Once a day, catch yourself making excuses and consciously choose to do the right thing, instead.
- When you say Asher Yatzar, you usually start walking away before finishing the bracha. You tell yourself: “I have to rush and get back to work / start washing the dishes / make a phone call, so I don’t have time to stand here and focus on the bracha.” Instead, connect to your inner sense of Temimus and tell yourself: “I know that the most important thing right now is to focus while I say asher yatzar. My work/dishes/phone call can wait 20 seconds and nothing truly terrible will happen.”
- When you are at work, you sometimes spend time taking care of your personal business. You reason to yourself: “It doesn’t really matter because everyone else does it, so it can’t be that my boss expects me to work 100% of the time…” Instead, listen to your inner voice of Temimus and focus on doing only work during business hours.
- When walking into a building, you sometimes don’t hold the door open for the person behind you because you think, “I’m in a rush; I have important things to do.” Instead, acknowledge that holding the door will take just 2 seconds and will enable you to make a kiddush Hashem and brighten someone’s day.

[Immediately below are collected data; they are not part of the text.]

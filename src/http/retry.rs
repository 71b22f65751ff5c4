//! Classification of failed page requests into the fetch loop's error taxonomy.

use reqwest::StatusCode;
use std::fmt;

/// Why a single page request failed.
///
/// The fetch loop matches on this exhaustively to decide between retrying,
/// stopping with partial results and aborting.
#[derive(Debug)]
pub enum PageError {
    /// The requested user does not exist (HTTP 404)
    NotFound,
    /// Rate limit exhausted (HTTP 403 or 429). `reset` is the epoch second
    /// at which the quota refills, when the response reported one.
    QuotaExhausted { reset: Option<u64> },
    /// Transient server-side failure (HTTP 5xx)
    Server { status: u16 },
    /// Anything else: other client errors, connection failures, bad bodies
    Unexpected(anyhow::Error),
}

impl fmt::Display for PageError {
    fn fmt(&self, f: &mut fmt::Formatter<'_>) -> fmt::Result {
        match self {
            PageError::NotFound => write!(f, "Not found"),
            PageError::QuotaExhausted { reset: Some(reset) } => {
                write!(f, "Rate limit exceeded, resets at epoch {}", reset)
            }
            PageError::QuotaExhausted { reset: None } => {
                write!(f, "Rate limit exceeded, reset time unknown")
            }
            PageError::Server { status } => write!(f, "Server error (HTTP {})", status),
            PageError::Unexpected(e) => write!(f, "Request error: {:#}", e),
        }
    }
}

impl std::error::Error for PageError {}

/// Classifies a response status.
/// Returns `None` for success statuses, the matching [`PageError`] otherwise.
pub fn classify_status(status: StatusCode, reset: Option<u64>) -> Option<PageError> {
    if status.is_success() {
        return None;
    }

    let error = match status {
        StatusCode::NOT_FOUND => PageError::NotFound,
        StatusCode::FORBIDDEN | StatusCode::TOO_MANY_REQUESTS => {
            PageError::QuotaExhausted { reset }
        }
        s if s.is_server_error() => PageError::Server { status: s.as_u16() },
        s => PageError::Unexpected(anyhow::anyhow!(
            "Unexpected HTTP {} response from GitHub API",
            s.as_u16()
        )),
    };

    Some(error)
}

/// Classifies a transport-level error (no usable response).
/// Connection failures are not retried; only HTTP statuses drive retries.
pub fn classify_error(error: reqwest::Error) -> PageError {
    match error.status() {
        Some(status) => {
            classify_status(status, None).unwrap_or_else(|| PageError::Unexpected(error.into()))
        }
        None => PageError::Unexpected(
            anyhow::Error::from(error).context("Failed to send request to GitHub API"),
        ),
    }
}
//! Fetch, categorize and write: one full run of the tool.

use anyhow::Result;
use log::warn;
use std::path::PathBuf;

use crate::config::{Config, UNAUTHENTICATED_PAGE_LIMIT};
use crate::fetch::{Fetcher, PageLimit};
use crate::output::{CategorizedRepo, write_output};
use crate::runtime::Runtime;

#[derive(Debug, Clone, PartialEq, Eq)]
pub struct RunOptions {
    pub username: String,
    pub token: Option<String>,
    pub output: PathBuf,
    pub api_url: Option<String>,
    pub max_pages: Option<u32>,
}

/// An explicit limit always wins. Otherwise a token means no limit, and
/// anonymous runs stop after a couple of pages to stay under the quota.
pub fn resolve_page_limit(max_pages: Option<u32>, authenticated: bool) -> PageLimit {
    match (max_pages, authenticated) {
        (Some(max), _) => PageLimit::Pages(max),
        (None, true) => PageLimit::Unbounded,
        (None, false) => PageLimit::Pages(UNAUTHENTICATED_PAGE_LIMIT),
    }
}

/// Runs the whole pipeline. Returns the number of repositories written.
#[tracing::instrument(skip(runtime, options))]
pub async fn run<R: Runtime>(runtime: R, options: RunOptions) -> Result<usize> {
    let RunOptions {
        username,
        token,
        output,
        api_url,
        max_pages,
    } = options;

    let config = Config::new(runtime, token, api_url)?;
    let authenticated = config.token.is_some();
    let limit = resolve_page_limit(max_pages, authenticated);

    println!("Fetching starred repositories for user: {}", username);

    if !authenticated && max_pages.is_none() {
        warn!(
            "No GitHub token provided. Limiting to {} pages ({} repositories) to avoid rate limits.",
            UNAUTHENTICATED_PAGE_LIMIT,
            UNAUTHENTICATED_PAGE_LIMIT * config.settings.per_page
        );
        warn!("For better results, pass a GitHub token with --token or GITHUB_TOKEN.");
    }

    let repos = Fetcher::new(&config.runtime, &config.github, &config.settings)
        .fetch(&username, limit)
        .await?;

    println!("Found {} starred repositories", repos.len());

    let categorized: Vec<CategorizedRepo> = repos
        .into_iter()
        .map(CategorizedRepo::from_repository)
        .collect();
    let count = categorized.len();

    write_output(&config.runtime, categorized, &output)?;

    println!("Output written to {}", output.display());
    Ok(count)
}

- On Shabbos or Yom Tov, you tend to indulge in many unhealthy foods, thinking that this gives you Oneg Shabbos / Simchas Yuntif. Instead, listen to your inner voice of Temimus and recognize that Hashem wants you to be healthy so that you will have energy to serve Him. Stop eating the food when you know you have gone too far.
- Which set of commandments comes right before the commandment in the Torah to be “tamim”? (See Devarim 18:13)
- How does Rashi explain what “tamim” means in Devarim 18:13?
- To whom did Hashem say, “Walk before Me, and be Tamim” (Bereishis 17:1)?
- How does Rashi explain the meaning of “Tamim” in the above passuk? (Give at least 1 of Rashi’s 3 explanations.)
- Who was called “Ish Tzaddik Tamim – a righteous and Tamim man”? (Bereishis 6:9)
- Which person said that Hashem is “Tamim” in Shmuel II Chapter 22?
Questions to Ponder
- The Midrash says that Moshe Rabbeinu acted with Temimus when he was praying on behalf of Sodom, asking Hashem not to destroy the city of Sodom. How was this an act of Temimus?
- The Gemara says: “Anyone who makes himself Tamim, Hashem will be Tamim with him.” (Nedarim 31b) What do you think it means for Hashem to be “Tamim” with a person?
- The passuk says “Tamim Tihiyeh Im Hashem Elokecha – Be Tamim with Hashem.” (Devarim 18:13) What do you think it means to be tamim WITH Hashem?
- Sometimes “temima” means “complete” – such as the Para Aduma which was called “temima” because it was completely red. (Rashi on Bamidbar 19:2) What do you think is the difference between being “tamim” and being “shaleim” (complete)?